伊根満開の思い出

海に面した舟屋が並ぶ、伊根町に鞍を構える向井酒造さん。

蔵前の、潮風浴びるちょっとしたスペースで、赤米を使ったお酒をひとりいただいた。

しばらくすると、同じくお酒を購入されたばかりのご夫婦がふらり。

「あら、先客がいらっしゃったのね。ごめんなさいね」
「いえいえとんでもないです。どうぞどうぞ」

日本酒をきっかけに話が膨らみ、ご主人はあちこちご旅行されてる様子をタブレットで見せてくださった。

お子様は独立され、度々お2人だけの旅を楽しんでおられるそう。ご主人の手慣れた操作で、宿の雅な設えに美味しそうな料理、笑顔の2ショット写真が画面に次々と浮かび上がる。

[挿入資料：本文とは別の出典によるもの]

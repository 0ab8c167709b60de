// Metadata consumers: `metadata`

use std::collections::BTreeSet;

use serde::{Deserialize, Serialize};
use sonarr_api::endpoint;
use sonarr_api::models::MetadataHeader;

use crate::generic::{
    FamilyItem, GenericItem, GenericSettings, Identity, ProviderFamily, Settings, UnionBag,
};
use crate::{concrete_settings, field_bag};

#[derive(Debug, Clone, Default, PartialEq)]
pub struct MetadataConsumers;

impl ProviderFamily for MetadataConsumers {
    type Header = MetadataHeader;
    type Fields = MetadataFields;

    const ENDPOINT: &'static str = endpoint::METADATA;
    const TYPE_NAME: &'static str = "metadata";
    const PLURAL: &'static str = "metadata_consumers";
    const TAGGED: bool = true;
    const SENSITIVE: &'static [&'static str] = &[];
}

field_bag! {
    pub struct MetadataFields {
        series_metadata: bool = "seriesMetadata",
        series_metadata_episode_guide: bool = "seriesMetadataEpisodeGuide",
        series_metadata_url: bool = "seriesMetadataUrl",
        episode_metadata: bool = "episodeMetadata",
        episode_image_thumb: bool = "episodeImageThumb",
        series_images: bool = "seriesImages",
        season_images: bool = "seasonImages",
        episode_images: bool = "episodeImages",
    }
}

impl UnionBag for MetadataFields {
    type Family = MetadataConsumers;
}

// ── Desired state ────────────────────────────────────────────────────

#[derive(Debug, Clone, Default, PartialEq, Serialize, Deserialize)]
pub struct Metadata<S> {
    #[serde(default)]
    pub id: i64,
    pub name: String,
    #[serde(default)]
    pub enable: bool,
    #[serde(default)]
    pub tags: BTreeSet<i64>,
    #[serde(flatten)]
    pub settings: S,
}

impl<S: Settings<Family = MetadataConsumers>> FamilyItem for Metadata<S> {
    type Family = MetadataConsumers;

    const TYPE_NAME: &'static str = S::TYPE_NAME;
    const SENSITIVE: &'static [&'static str] = S::SENSITIVE;
    const NORMALIZED: &'static [&'static str] = S::NORMALIZED;
    const ALIASES: &'static [(&'static str, &'static str)] = S::ALIASES;

    fn id(&self) -> i64 {
        self.id
    }

    fn set_id(&mut self, id: i64) {
        self.id = id;
    }

    fn to_generic(&self) -> GenericItem<MetadataConsumers> {
        let identity = self.settings.identity();
        GenericItem {
            id: self.id,
            name: self.name.clone(),
            fields: self.settings.to_union(&identity.implementation),
            tags: self.tags.clone(),
            header: MetadataHeader {
                enable: self.enable,
            },
            implementation: identity.implementation,
            config_contract: identity.config_contract,
        }
    }

    fn from_generic(item: &GenericItem<MetadataConsumers>) -> Self {
        let identity = Identity::of(item, "");
        Self {
            id: item.id,
            name: item.name.clone(),
            enable: item.header.enable,
            tags: item.tags.clone(),
            settings: S::from_union(&identity, &item.fields),
        }
    }
}

// ── Implementations ──────────────────────────────────────────────────

pub type GenericMetadata = Metadata<GenericSettings<MetadataFields>>;

field_bag! {
    /// Kodi (server-side `Xbmc`).
    pub struct KodiSettings {
        series_metadata: bool = "seriesMetadata",
        series_metadata_episode_guide: bool = "seriesMetadataEpisodeGuide",
        series_metadata_url: bool = "seriesMetadataUrl",
        episode_metadata: bool = "episodeMetadata",
        episode_image_thumb: bool = "episodeImageThumb",
        series_images: bool = "seriesImages",
        season_images: bool = "seasonImages",
        episode_images: bool = "episodeImages",
    }
}

concrete_settings! {
    KodiSettings for MetadataConsumers {
        type_name: "metadata_kodi",
        implementation: "XbmcMetadata",
        config_contract: "XbmcMetadataSettings",
        discriminator: None,
        sensitive: [],
    }
}

pub type KodiMetadata = Metadata<KodiSettings>;

field_bag! {
    pub struct RoksboxSettings {
        episode_metadata: bool = "episodeMetadata",
        series_images: bool = "seriesImages",
        season_images: bool = "seasonImages",
        episode_images: bool = "episodeImages",
    }
}

concrete_settings! {
    RoksboxSettings for MetadataConsumers {
        type_name: "metadata_roksbox",
        implementation: "RoksboxMetadata",
        config_contract: "RoksboxMetadataSettings",
        discriminator: None,
        sensitive: [],
    }
}

pub type RoksboxMetadata = Metadata<RoksboxSettings>;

「やぁねぇお父さんったら。1人でゆっくりしてらしたのに、ごめんなさいねぇ」

いえいえとんでもないです(再)とお礼を述べ別れたその後、小雨の中バス停まで歩いているところを、後ろからやってきたご夫婦の車に助けてもらうことになる…。

ご夫婦にお礼を告げ、降りたバスの停留所は、伊根湾をめぐる船乗場の前。この日はあいにくの天気で午後からの便はすべて欠航となり、お土産物を置く船乗場は閑散としていた。

「バスをお待ちですか?」

そう声をかけてくださったのは、制服に身を包んだスタッフさん。

伊根町は、海に面した舟屋の風景が名物。聞くと、自家用車で訪れる観光スポットとして、コロナ禍も人気が絶えなかったらしい。

「夏はコバルトブルーの海、冬は舟屋や山間に積もる雪がまた、美しいんですよ。ぜひまたいらしてください」

船の結構で他にお客様がいなかったから。次のバスまで時間があったから。そんな偶然で生まれる旅ならではの会話が、愛しい。

スタッフさんに見送られ乗り込んだバスでは、

「もしよかったら左の席に移動されませんか。海が綺麗に見えるので」

運転手さんがそう声をかけてくださった。

なんだかほんと、良い方ばかりだったなぁ…伊根。

ずっと前のそんな記憶を思い返しつつ、2023年後半戦スタート。